Seminar Series: Tailoring the Nano-Architecture of Gel Materials for the Motion of Macromolecules: DNA vs. Nanoparticles
|Event Date:||November 13, 2007|
|Speaker:||Dr. Pedro E. Arce, Professor and Chair|
|Speaker Affiliation:||Dept. of Chemical Engineering, Tennessee Tech University|
In applications such as the separation of proteins, the controlled drug delivery, and the design of tissue scaffolds, the motion of macromolecules is an important aspect of the successful material performance. Both internal parameters, i.e. the structure and morphology of the material as well as the external operating variables, i.e. the direction and magnitude of the applied electrical field play an important role in controlling the motion of the macromolecules. The understanding of the fundamental aspects involved in controlling the motion of the macromolecules is crucial for the design of nano-level architectures that tailor a given function of the material. This may include, for example, performing an efficient separation, delivering the correct amount of drugs or feeding the proper level of nutrients, in a given scaffold, for the growth of tissue cells.

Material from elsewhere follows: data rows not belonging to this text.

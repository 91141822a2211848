use fw_core::checkpoint::CheckpointStore;
use fw_core::db::Database;

#[tokio::test]
async fn absent_until_first_advance() {
    let db = Database::open_in_memory().await.unwrap();
    let store = CheckpointStore::new(&db);
    assert!(store.get(1).await.unwrap().is_none());

    assert!(store.advance(1, 42, false).await);
    let cp = store.get(1).await.unwrap().expect("checkpoint should exist");
    assert_eq!(cp.last_event_id, 42);
    assert!(cp.last_full_scan_at.is_none());
}

#[tokio::test]
async fn never_regresses() {
    let db = Database::open_in_memory().await.unwrap();
    let store = CheckpointStore::new(&db);

    assert!(store.advance(1, 500, false).await);
    assert!(store.advance(1, 120, false).await);
    assert_eq!(store.get(1).await.unwrap().unwrap().last_event_id, 500);

    assert!(store.advance(1, 501, false).await);
    assert_eq!(store.get(1).await.unwrap().unwrap().last_event_id, 501);
}

#[tokio::test]
async fn negative_target_is_clamped_to_zero() {
    let db = Database::open_in_memory().await.unwrap();
    let store = CheckpointStore::new(&db);
    assert!(store.advance(3, -5, false).await);
    assert_eq!(store.get(3).await.unwrap().unwrap().last_event_id, 0);
}

#[tokio::test]
async fn full_scan_stamp_is_kept_by_later_incremental_advances() {
    let db = Database::open_in_memory().await.unwrap();
    let store = CheckpointStore::new(&db);

    assert!(store.advance(1, 0, true).await);
    let stamped = store.get(1).await.unwrap().unwrap().last_full_scan_at;
    assert!(stamped.is_some());

    assert!(store.advance(1, 10, false).await);
    let cp = store.get(1).await.unwrap().unwrap();
    assert_eq!(cp.last_full_scan_at, stamped);
    assert_eq!(cp.last_event_id, 10);
}

#[tokio::test]
async fn users_are_independent() {
    let db = Database::open_in_memory().await.unwrap();
    let store = CheckpointStore::new(&db);
    store.advance(1, 10, false).await;
    store.advance(2, 20, false).await;
    assert_eq!(store.get(1).await.unwrap().unwrap().last_event_id, 10);
    assert_eq!(store.get(2).await.unwrap().unwrap().last_event_id, 20);
}

#[tokio::test]
async fn write_failure_returns_false() {
    let db = Database::open_in_memory().await.unwrap();
    let store = CheckpointStore::new(&db);
    db.connection()
        .call(|conn| {
            conn.execute_batch("DROP TABLE organize_checkpoints")?;
            Ok(())
        })
        .await
        .unwrap();
    assert!(!store.advance(1, 5, false).await);
}

#[tokio::test]
async fn persists_in_a_file_backed_database() {
    let dir = tempfile::tempdir().unwrap();
    let path = dir.path().join("nested").join("fw.db");
    {
        let db = Database::open(&path).await.unwrap();
        assert!(CheckpointStore::new(&db).advance(9, 77, true).await);
    }
    let db = Database::open(&path).await.unwrap();
    let cp = CheckpointStore::new(&db).get(9).await.unwrap().unwrap();
    assert_eq!(cp.last_event_id, 77);
    assert!(cp.last_full_scan_at.is_some());
}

The presentation will describe two approaches that we use in our research group for designing and manufacturing gel materials with a modified architecture at the nano-scale level. We have successfully used DNA molecules as templating agents to modify the gel structure that improve protein separation by electrophoresis methods. We also use charged nanoparticles to manipulate the electrostatics of the material and, in turn, yield a different transport rate of the macromolecules. We will discuss experimental aspects related to the synthesis and characterization of the gel materials as well as modeling efforts to describe the transport of analytes inside the material. Directions for future research efforts will be also included.